Many a night, he dreams he is sitting in the old Avenue Theatre in downtown DuBois enjoying a movie. Surprisingly, he awakes smelling the wonderful aroma of fresh made popcorn while missing Claire beside him. He sneaks downstairs to find her crunching and munching. With the Queen of Corn’s latest advice, he may find Claire right in bed lunching away.
Julie recommends perfecting the snack food with the following steps. First find a heavy duty pan with a loose fitting lid (cast iron or stainless steel work well– Teflon gives toxic fumes). Heat oil (we like to use organic coconut oil) and put in one kernel. Allow it to pop and then add the rest of the uncooked popcorn. Monitor your heat – high in the beginning and gradually turn it completely off until you have a pan full. Julie explains that the moisture escapes during cooking and gives a tasty, crispy result with very few “Old Maids.”
Walker takes it from there; he suggests melting herb butter (chives, garlic and winter savory) in the popping pan, pouring the popcorn on top of the butter, and finally sprinkling sea salt and nutritional yeast as the perfecting ingredients. Rusty shies away from popcorn, not because he is watching his girlish figure (he does that while Claire is in the kitchen). Actually he finds the snack caught between the spaces in his teeth making consumption uncomfortable.

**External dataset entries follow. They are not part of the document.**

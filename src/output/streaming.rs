//! Streaming output formatter
//!
//! `StreamingFormatter` writes one line per node as the walker emits it, so memory use
//! does not grow with the size of the tree.

use std::io;

use termcolor::{Color, ColorChoice, ColorSpec, StandardStream, WriteColor};

use crate::tree::{Node, NodeKind, NodeVisitor};

use super::config::OutputConfig;
use super::utils::{IndentState, format_size};

/// Text tree formatter: `<indent><name> [<size>] [<type>]` per node.
pub struct StreamingFormatter<W: WriteColor> {
    out: W,
    indent: IndentState,
}

impl StreamingFormatter<StandardStream> {
    /// Formatter writing to stdout, coloured when `config.use_color` is set.
    pub fn stdout(config: OutputConfig) -> Self {
        let choice = if config.use_color {
            ColorChoice::Always
        } else {
            ColorChoice::Never
        };
        Self::new(StandardStream::stdout(choice))
    }
}

impl<W: WriteColor> StreamingFormatter<W> {
    pub fn new(out: W) -> Self {
        Self {
            out,
            indent: IndentState::new(),
        }
    }

    pub fn into_inner(self) -> W {
        self.out
    }
}

fn name_color(kind: NodeKind) -> Option<ColorSpec> {
    let mut spec = ColorSpec::new();
    match kind {
        NodeKind::Directory => spec.set_fg(Some(Color::Blue)).set_bold(true),
        NodeKind::Symlink => spec.set_fg(Some(Color::Cyan)),
        NodeKind::DanglingSymlink | NodeKind::BrokenSymlink => spec.set_fg(Some(Color::Red)),
        NodeKind::LoopSymlink => spec.set_fg(Some(Color::Yellow)),
        NodeKind::RegularFile | NodeKind::Unknown => return None,
    };
    Some(spec)
}

impl<W: WriteColor> NodeVisitor for StreamingFormatter<W> {
    fn visit_node(&mut self, node: &Node, depth: usize) -> io::Result<()> {
        let prefix = self.indent.prefix(node, depth);
        write!(self.out, "{}", prefix)?;

        match name_color(node.kind()) {
            Some(spec) => {
                self.out.set_color(&spec)?;
                write!(self.out, "{}", node.name())?;
                self.out.reset()?;
            }
            None => write!(self.out, "{}", node.name())?,
        }

        if let Some(size) = node.size() {
            write!(self.out, " [")?;
            self.out.set_color(ColorSpec::new().set_fg(Some(Color::Green)))?;
            write!(self.out, "{}", format_size(size))?;
            self.out.reset()?;
            write!(self.out, "]")?;
        }

        writeln!(self.out, " [{}]", node.kind())
    }

    fn finish(&mut self) -> io::Result<()> {
        self.out.flush()
    }
}

#[cfg(test)]
mod tests {
    use super::*;
    use termcolor::{Ansi, NoColor};

    fn node(path: &str, kind: NodeKind, size: Option<u64>, children: usize) -> Node {
        let mut node = Node::new(path, kind);
        if let Some(size) = size {
            node.fill_size(size);
        }
        node.set_child_count(children);
        node
    }

    fn render(nodes: &[(Node, usize)]) -> String {
        let mut formatter = StreamingFormatter::new(NoColor::new(Vec::new()));
        for (node, depth) in nodes {
            formatter.visit_node(node, *depth).unwrap();
        }
        formatter.finish().unwrap();
        String::from_utf8(formatter.into_inner().into_inner()).unwrap()
    }

    #[test]
    fn test_single_line_format() {
        let output = render(&[(node("/tmp/foo", NodeKind::RegularFile, Some(1024), 0), 0)]);
        assert_eq!(output, "foo [1 KB] [regular]\n");
    }

    #[test]
    fn test_unsized_node_has_no_size_bracket() {
        let output = render(&[(node("/tmp/gone", NodeKind::DanglingSymlink, None, 0), 0)]);
        assert_eq!(output, "gone [dangling symlink]\n");
    }

    #[test]
    fn test_followed_symlink_tree() {
        let output = render(&[
            (node("/r", NodeKind::Directory, Some(0), 2), 0),
            (node("/r/dir1", NodeKind::Directory, Some(0), 1), 1),
            (node("/r/dir1/link1", NodeKind::Symlink, Some(0), 1), 2),
            (node("/r/dir2", NodeKind::Directory, Some(0), 0), 3),
            (node("/r/file", NodeKind::RegularFile, Some(5), 0), 1),
        ]);
        let expected = "\
r [0 B] [directory]
├─ dir1 [0 B] [directory]
│   ╰─ link1 [0 B] [symlink]
│       ╰▷ dir2 [0 B] [directory]
╰─ file [5 B] [regular]
";
        assert_eq!(output, expected);
    }

    #[test]
    fn test_colors_are_written_when_enabled() {
        let mut formatter = StreamingFormatter::new(Ansi::new(Vec::new()));
        formatter
            .visit_node(&node("/r", NodeKind::Directory, Some(3), 0), 0)
            .unwrap();
        let output = String::from_utf8(formatter.into_inner().into_inner()).unwrap();
        assert!(output.contains("\x1b["));
        assert!(output.contains("3 B"));
        assert!(output.ends_with("[directory]\n"));
    }
}
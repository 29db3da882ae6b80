//! Performance benchmarks for jdu

use std::io;

use criterion::{Criterion, black_box, criterion_group, criterion_main};
use jdu::test_utils::TestTree;
use jdu::tree::classify;
use jdu::{Node, NodeVisitor, SortOrder, StreamingFormatter, TreeWalker, WalkerConfig, format_size};
use termcolor::NoColor;

/// Counts visits without rendering anything.
#[derive(Default)]
struct CountingVisitor {
    nodes: usize,
}

impl NodeVisitor for CountingVisitor {
    fn visit_node(&mut self, node: &Node, _depth: usize) -> io::Result<()> {
        black_box(node.size());
        self.nodes += 1;
        Ok(())
    }
}

/// `fanout` directories per level, `depth` levels, `files` files in every directory.
fn create_test_tree(fanout: usize, depth: usize, files: usize) -> TestTree {
    fn fill(tree: &TestTree, prefix: &str, fanout: usize, depth: usize, files: usize) {
        for i in 0..files {
            tree.add_file(&format!("{}file{}", prefix, i), (i + 1) * 64);
        }
        if depth == 0 {
            return;
        }
        for i in 0..fanout {
            let dir = format!("{}dir{}/", prefix, i);
            tree.add_dir(&dir);
            fill(tree, &dir, fanout, depth - 1, files);
        }
    }

    let tree = TestTree::new();
    fill(&tree, "", fanout, depth, files);
    tree
}

fn walk_count(tree: &TestTree, config: WalkerConfig) -> usize {
    let mut walker = TreeWalker::new(config);
    let mut visitor = CountingVisitor::default();
    walker.walk(tree.path(), &mut visitor).unwrap();
    visitor.nodes
}

fn bench_walk(c: &mut Criterion) {
    let small = create_test_tree(3, 3, 5);
    let wide = create_test_tree(20, 2, 10);

    let mut group = c.benchmark_group("walk");
    group.bench_function("small_tree_defaults", |b| {
        b.iter(|| walk_count(&small, WalkerConfig::default()))
    });
    group.bench_function("wide_tree_limit_5", |b| {
        b.iter(|| {
            walk_count(
                &wide,
                WalkerConfig {
                    limit: 5,
                    ..Default::default()
                },
            )
        })
    });
    group.bench_function("wide_tree_depth_1", |b| {
        b.iter(|| {
            walk_count(
                &wide,
                WalkerConfig {
                    max_depth: 1,
                    ..Default::default()
                },
            )
        })
    });
    group.bench_function("wide_tree_by_name", |b| {
        b.iter(|| {
            walk_count(
                &wide,
                WalkerConfig {
                    order: SortOrder::Name,
                    ..Default::default()
                },
            )
        })
    });
    group.finish();
}

fn bench_render(c: &mut Criterion) {
    let tree = create_test_tree(4, 3, 8);

    c.bench_function("render_text", |b| {
        b.iter(|| {
            let mut walker = TreeWalker::new(WalkerConfig::default());
            let mut formatter = StreamingFormatter::new(NoColor::new(Vec::new()));
            walker.walk(tree.path(), &mut formatter).unwrap();
            black_box(formatter.into_inner().into_inner().len())
        })
    });
}

fn bench_classify(c: &mut Criterion) {
    let tree = TestTree::new();
    let file = tree.add_file("file", 10);
    let dir = tree.add_dir("dir");
    let link = tree.add_symlink("link", "file");
    let dangling = tree.add_symlink("dangling", "missing");

    let mut group = c.benchmark_group("classify");
    group.bench_function("regular_file", |b| b.iter(|| classify(black_box(&file))));
    group.bench_function("directory", |b| b.iter(|| classify(black_box(&dir))));
    group.bench_function("symlink", |b| b.iter(|| classify(black_box(&link))));
    group.bench_function("dangling_symlink", |b| {
        b.iter(|| classify(black_box(&dangling)))
    });
    group.finish();
}

fn bench_format_size(c: &mut Criterion) {
    c.bench_function("format_size", |b| {
        b.iter(|| {
            for bytes in [0u64, 1023, 1024, 2_024_000, 1_021_252_154_021, u64::MAX] {
                black_box(format_size(black_box(bytes)));
            }
        })
    });
}

criterion_group!(
    benches,
    bench_walk,
    bench_render,
    bench_classify,
    bench_format_size,
);
criterion_main!(benches);
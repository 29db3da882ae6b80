//! Rendering of the node stream produced by the tree walker
//!
//! - `config` - Output configuration types
//! - `utils` - Indentation state and human-readable sizes
//! - `streaming` - Text tree written line by line as nodes arrive
//! - `json` - Tree rebuilt from the stream and printed as JSON

mod config;
mod json;
mod streaming;
mod utils;

pub use config::OutputConfig;
pub use json::{JsonCollector, JsonNode, print_json};
pub use streaming::StreamingFormatter;
pub use utils::{IndentState, format_size};
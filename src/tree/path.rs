//! Lexical path helpers

use std::fs;
use std::io;
use std::path::{Component, Path, PathBuf};

use crate::error::JduError;

/// Remove `.` components and fold `..` into the preceding component.
///
/// Purely lexical: the filesystem is never consulted, so symlinks in the path stay intact.
pub fn normalize(path: &Path) -> PathBuf {
    let mut out = PathBuf::new();
    for component in path.components() {
        match component {
            Component::CurDir => {}
            Component::ParentDir => {
                let popped = matches!(out.components().next_back(), Some(Component::Normal(_)))
                    && out.pop();
                if !popped && !out.has_root() {
                    out.push("..");
                }
            }
            other => out.push(other.as_os_str()),
        }
    }
    if out.as_os_str().is_empty() {
        out.push(".");
    }
    out
}

/// The path stored in `link`, joined to the directory containing the link.
///
/// Nothing is folded: `..` after a symlinked component must be resolved by the kernel,
/// so the result is only ever handed to filesystem calls as is.
pub fn link_destination(link: &Path, target: &Path) -> PathBuf {
    match link.parent() {
        Some(dir) => dir.join(target),
        None => target.to_path_buf(),
    }
}

/// Resolve every directory component of `path` on the filesystem.
///
/// The final component is kept as written so a symlink there stays a symlink. A path
/// ending in `..` or naming the filesystem root is canonicalized whole.
pub fn physical_path(path: &Path) -> io::Result<PathBuf> {
    match (path.parent(), path.file_name()) {
        (Some(dir), Some(name)) => {
            let dir = if dir.as_os_str().is_empty() {
                Path::new(".")
            } else {
                dir
            };
            Ok(fs::canonicalize(dir)?.join(name))
        }
        _ => fs::canonicalize(path),
    }
}

/// Validate the root of a walk and return its absolute form.
///
/// `.` components are dropped. A path going through `..` has its directories resolved on
/// the filesystem. The root must exist and be a regular file, a directory or a symlink
/// (of any kind).
pub fn resolve_root(path: &Path) -> Result<PathBuf, JduError> {
    let not_found = |path: &Path| JduError::RootNotFound {
        path: path.to_path_buf(),
    };
    let root = std::path::absolute(path).map_err(|_| not_found(path))?;
    let root = if root.components().any(|c| c == Component::ParentDir) {
        physical_path(&root).map_err(|_| not_found(root.as_path()))?
    } else {
        normalize(&root)
    };

    let meta = fs::symlink_metadata(&root).map_err(|_| not_found(root.as_path()))?;
    let file_type = meta.file_type();
    if file_type.is_file() || file_type.is_dir() || file_type.is_symlink() {
        Ok(root)
    } else {
        Err(JduError::UnsupportedRoot { path: root })
    }
}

Another reason, he nearly burned the house down, so his family keeps him away from popcorn production. Way back when we had a microwave oven, he took a reddish-purple ear grown by Claire’s dad and attempted to pop the whole thing. He didn’t obtain Julie’s results; instead, the ear burned, never popped, and poured black acrid smoke into the kitchen. In attempting to remove the fire hazard from the microwave, Rusty dropped it on the linoleum floor leaving a remnant of that close call.
Since the Avenue Theatre and microwave are no longer with us, we gratefully depend on the Queen of Corn’s popcorn preparation protocol-- knowing it is here to stay for the next millennium.